Фишер в подтверждение кивнул.

– А экипажи?! В основном необстрелянные ребята типа Бруно. Ты извини, приятель, – Отто повернулся к Фишеру. – Не ваша вина, но это так. Бруно славный парень, но ему доверили чудо-агрегат, который выходит из строя без участия противника. Отлично! Русские могут ложиться спать, мы сами себя угробим!

– Не кипятись, – постарался я его успокоить. – Чего ты завелся?

– А завелся я оттого, что по сравнению с «пантерой» у русских танки сейчас – дерьмо. Я их могу на ствол насаживать с любой позиции, но они накатывают волна за волной, ты сам видел. И если мы их берем мощью и дальностью стрельбы, то этого, друг мой, недостаточно. Мы тут второй день и уже потеряли несколько машин только из-за недоработок. Я – солдат и буду сражаться, даже сидя в консервной банке из-под датских шпрот, но куда смотрит командование?
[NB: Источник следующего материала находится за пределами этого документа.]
//! Subdomain allocation, validation, and tunnel ownership.
//!
//! The three indices (`by_id`, `by_subdomain`, `by_client`) live behind one
//! exclusive lock so every mutation moves them atomically - see
//! `DESIGN.md` for why this beats a hashtable-of-locks for a structure this
//! low-contention.

use crate::reserved::ReservedNames;
use rand::Rng;
use std::collections::{HashMap, HashSet};
use std::sync::RwLock;
use std::time::Instant;

const RANDOM_SUBDOMAIN_RETRIES: u32 = 20;
const RANDOM_SUBDOMAIN_LEN: usize = 8;

/// A single active tunnel.
#[derive(Debug, Clone)]
pub struct Tunnel {
    pub tunnel_id: String,
    pub subdomain: String,
    pub client_id: String,
    pub created_at: Instant,
    /// `Some("user:pass")` if the tunnel was opened with basic-auth protection.
    pub basic_auth: Option<String>,
}

#[derive(Debug, Clone, Copy, PartialEq, Eq)]
pub enum SubdomainValidity {
    Valid,
    Invalid(InvalidReason),
}

#[derive(Debug, Clone, Copy, PartialEq, Eq)]
pub enum InvalidReason {
    TooShort,
    TooLong,
    BadCharacters,
    LeadingOrTrailingHyphen,
    ConsecutiveHyphens,
    Reserved,
}

impl InvalidReason {
    pub fn message(&self) -> &'static str {
        match self {
            InvalidReason::TooShort => "subdomain must be at least 3 characters",
            InvalidReason::TooLong => "subdomain must be at most 63 characters",
            InvalidReason::BadCharacters => {
                "subdomain may only contain lowercase letters, digits, and hyphens"
            }
            InvalidReason::LeadingOrTrailingHyphen => {
                "subdomain must not start or end with a hyphen"
            }
            InvalidReason::ConsecutiveHyphens => "subdomain must not contain '--'",
            InvalidReason::Reserved => "subdomain is reserved",
        }
    }
}

#[derive(Debug, thiserror::Error)]
pub enum RegistryError {
    #[error("subdomain not available")]
    SubdomainUnavailable,

    #[error("subdomain not available: already in use")]
    SubdomainInUse,

    #[error("invalid subdomain: {0}")]
    SubdomainInvalid(&'static str),

    #[error("subdomain is reserved")]
    SubdomainReserved,
}

struct Indices {
    by_id: HashMap<String, Tunnel>,
    by_subdomain: HashMap<String, String>, // subdomain -> tunnel_id
    by_client: HashMap<String, HashSet<String>>, // client_id -> tunnel_ids
}

impl Indices {
    fn new() -> Self {
        Self {
            by_id: HashMap::new(),
            by_subdomain: HashMap::new(),
            by_client: HashMap::new(),
        }
    }

    fn insert(&mut self, tunnel: Tunnel) {
        self.by_subdomain
            .insert(tunnel.subdomain.clone(), tunnel.tunnel_id.clone());
        self.by_client
            .entry(tunnel.client_id.clone())
            .or_default()
            .insert(tunnel.tunnel_id.clone());
        self.by_id.insert(tunnel.tunnel_id.clone(), tunnel);
    }

    fn remove_by_id(&mut self, tunnel_id: &str) -> Option<Tunnel> {
        let tunnel = self.by_id.remove(tunnel_id)?;
        self.by_subdomain.remove(&tunnel.subdomain);
        if let Some(set) = self.by_client.get_mut(&tunnel.client_id) {
            set.remove(tunnel_id);
            if set.is_empty() {
                self.by_client.remove(&tunnel.client_id);
            }
        }
        Some(tunnel)
    }
}

/// Allocates, validates, and tracks subdomains and their owning tunnels.
pub struct TunnelRegistry {
    reserved: ReservedNames,
    indices: RwLock<Indices>,
}

impl TunnelRegistry {
    pub fn new(reserved: ReservedNames) -> Self {
        Self {
            reserved,
            indices: RwLock::new(Indices::new()),
        }
    }

    /// Validate a subdomain against the grammar from the data model,
    /// independent of current registrations. Does not lowercase its input.
    pub fn validate_subdomain(&self, name: &str) -> SubdomainValidity {
        if name.len() < 3 {
            return SubdomainValidity::Invalid(InvalidReason::TooShort);
        }
        if name.len() > 63 {
            return SubdomainValidity::Invalid(InvalidReason::TooLong);
        }
        if !name
            .chars()
            .all(|c| c.is_ascii_lowercase() || c.is_ascii_digit() || c == '-')
        {
            return SubdomainValidity::Invalid(InvalidReason::BadCharacters);
        }
        if name.starts_with('-') || name.ends_with('-') {
            return SubdomainValidity::Invalid(InvalidReason::LeadingOrTrailingHyphen);
        }
        if name.contains("--") {
            return SubdomainValidity::Invalid(InvalidReason::ConsecutiveHyphens);
        }
        if self.reserved.contains(name) {
            return SubdomainValidity::Invalid(InvalidReason::Reserved);
        }
        SubdomainValidity::Valid
    }

    /// Register a new tunnel. If `requested` is `None`, a random 8-hex-char
    /// subdomain is generated (retried up to a small cap on collision).
    pub fn register(
        &self,
        client_id: &str,
        requested: Option<&str>,
        basic_auth: Option<String>,
    ) -> Result<(String, String), RegistryError> {
        let mut indices = self.indices.write().expect("registry lock poisoned");

        let subdomain = match requested {
            Some(requested) => {
                let lowered = requested.to_lowercase();
                match self.validate_subdomain(&lowered) {
                    SubdomainValidity::Invalid(InvalidReason::Reserved) => {
                        return Err(RegistryError::SubdomainReserved)
                    }
                    SubdomainValidity::Invalid(reason) => {
                        return Err(RegistryError::SubdomainInvalid(reason.message()))
                    }
                    SubdomainValidity::Valid => {}
                }
                if indices.by_subdomain.contains_key(&lowered) {
                    return Err(RegistryError::SubdomainInUse);
                }
                lowered
            }
            None => {
                let mut chosen = None;
                for _ in 0..RANDOM_SUBDOMAIN_RETRIES {
                    let candidate = random_subdomain();
                    if matches!(self.validate_subdomain(&candidate), SubdomainValidity::Valid)
                        && !indices.by_subdomain.contains_key(&candidate)
                    {
                        chosen = Some(candidate);
                        break;
                    }
                }
                chosen.ok_or(RegistryError::SubdomainUnavailable)?
            }
        };

        let tunnel_id = sellia_protocol::new_id();
        indices.insert(Tunnel {
            tunnel_id: tunnel_id.clone(),
            subdomain: subdomain.clone(),
            client_id: client_id.to_string(),
            created_at: Instant::now(),
            basic_auth,
        });

        Ok((tunnel_id, subdomain))
    }

    pub fn find_by_subdomain(&self, name: &str) -> Option<Tunnel> {
        let name = name.to_lowercase();
        let indices = self.indices.read().expect("registry lock poisoned");
        let tunnel_id = indices.by_subdomain.get(&name)?;
        indices.by_id.get(tunnel_id).cloned()
    }

    pub fn unregister_by_id(&self, tunnel_id: &str) -> Option<Tunnel> {
        let mut indices = self.indices.write().expect("registry lock poisoned");
        indices.remove_by_id(tunnel_id)
    }

    /// Remove every tunnel owned by a client, atomically. Used on disconnect.
    pub fn unregister_by_client(&self, client_id: &str) -> Vec<Tunnel> {
        let mut indices = self.indices.write().expect("registry lock poisoned");
        let Some(ids) = indices.by_client.remove(client_id) else {
            return Vec::new();
        };
        ids.into_iter()
            .filter_map(|id| {
                let tunnel = indices.by_id.remove(&id)?;
                indices.by_subdomain.remove(&tunnel.subdomain);
                Some(tunnel)
            })
            .collect()
    }

    pub fn active_tunnel_count(&self) -> usize {
        self.indices.read().expect("registry lock poisoned").by_id.len()
    }
}

fn random_subdomain() -> String {
    const HEX: &[u8] = b"0123456789abcdef";
    let mut rng = rand::thread_rng();
    (0..RANDOM_SUBDOMAIN_LEN)
        .map(|_| HEX[rng.gen_range(0..HEX.len())] as char)
        .collect()
}

#[cfg(test)]
mod tests {
    use super::*;

    fn registry() -> TunnelRegistry {
        TunnelRegistry::new(ReservedNames::default())
    }

    #[test]
    fn length_boundaries() {
        let reg = registry();
        assert_eq!(reg.validate_subdomain("ab"), SubdomainValidity::Invalid(InvalidReason::TooShort));
        assert_eq!(reg.validate_subdomain("abc"), SubdomainValidity::Valid);
        assert_eq!(reg.validate_subdomain(&"a".repeat(63)), SubdomainValidity::Valid);
        assert_eq!(
            reg.validate_subdomain(&"a".repeat(64)),
            SubdomainValidity::Invalid(InvalidReason::TooLong)
        );
    }

    #[test]
    fn hyphen_placement() {
        let reg = registry();
        assert_eq!(
            reg.validate_subdomain("-abc"),
            SubdomainValidity::Invalid(InvalidReason::LeadingOrTrailingHyphen)
        );
        assert_eq!(
            reg.validate_subdomain("abc-"),
            SubdomainValidity::Invalid(InvalidReason::LeadingOrTrailingHyphen)
        );
        assert_eq!(
            reg.validate_subdomain("a--b"),
            SubdomainValidity::Invalid(InvalidReason::ConsecutiveHyphens)
        );
        assert_eq!(reg.validate_subdomain("a-b"), SubdomainValidity::Valid);
    }

    #[test]
    fn reserved_rejects_even_otherwise_valid_names() {
        let reg = registry();
        assert_eq!(
            reg.validate_subdomain("api"),
            SubdomainValidity::Invalid(InvalidReason::Reserved)
        );
    }

    #[test]
    fn register_with_requested_subdomain() {
        let reg = registry();
        let (tunnel_id, subdomain) = reg.register("client-1", Some("MyApp"), None).unwrap();
        assert_eq!(subdomain, "myapp");
        assert!(reg.find_by_subdomain("myapp").is_some());
        assert_eq!(reg.find_by_subdomain("MYAPP").unwrap().tunnel_id, tunnel_id);
    }

    #[test]
    fn register_random_when_unspecified() {
        let reg = registry();
        let (_, subdomain) = reg.register("client-1", None, None).unwrap();
        assert_eq!(subdomain.len(), 8);
        assert!(matches!(reg.validate_subdomain(&subdomain), SubdomainValidity::Valid));
    }

    #[test]
    fn duplicate_subdomain_is_rejected() {
        let reg = registry();
        reg.register("client-1", Some("taken"), None).unwrap();
        let err = reg.register("client-2", Some("taken"), None).unwrap_err();
        assert!(matches!(err, RegistryError::SubdomainInUse));
    }

    #[test]
    fn at_most_one_active_tunnel_per_subdomain() {
        let reg = registry();
        reg.register("client-1", Some("unique"), None).unwrap();
        assert!(reg.register("client-2", Some("unique"), None).is_err());
        assert_eq!(reg.find_by_subdomain("unique").unwrap().client_id, "client-1");
    }

    #[test]
    fn unregister_by_client_removes_all_its_tunnels() {
        let reg = registry();
        reg.register("client-1", Some("one"), None).unwrap();
        reg.register("client-1", Some("two"), None).unwrap();
        reg.register("client-2", Some("three"), None).unwrap();

        let removed = reg.unregister_by_client("client-1");
        assert_eq!(removed.len(), 2);
        assert!(reg.find_by_subdomain("one").is_none());
        assert!(reg.find_by_subdomain("two").is_none());
        assert!(reg.find_by_subdomain("three").is_some());
    }

    #[test]
    fn unregister_by_id_returns_the_removed_tunnel() {
        let reg = registry();
        let (tunnel_id, _) = reg.register("client-1", Some("one"), None).unwrap();
        let removed = reg.unregister_by_id(&tunnel_id).unwrap();
        assert_eq!(removed.subdomain, "one");
        assert!(reg.unregister_by_id(&tunnel_id).is_none());
    }
}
Словно услышав смелое заявление Отто «сражаться, даже сидя в банке», русские неожиданно открыли огонь по селу. Большинство снарядов не долетало, и «концерт» был исполнен ими скорее для острастки, но шороху они понаделали. Все вокруг засуетились, забегали в поисках укрытий, благо иваны и тут постарались нарыть длинные, глубокие траншеи. Я вжался в землю, закрыв уши ладонями. Отто и Фишер залегли рядом. В темноте яркими бутонами расцветали взрывы. Грохот стоял неимоверный.

Обстрел длился всего пару минут – русские показали, что нам рано расслабляться. Судя по отсутствию новых разрушений в этом богом забытом селе, они даже не особо целились. Мы встали и отряхнулись. Отто и я выглядели совершенно спокойными, а вот Фишер заметно нервничал. Отто достал пачку «Р 6», дал нам по сигарете и прикурил сам. Мы снова, как ни в чем не бывало, уселись на лавочке. Некоторое время молчали, выпуская ароматный дым в небо.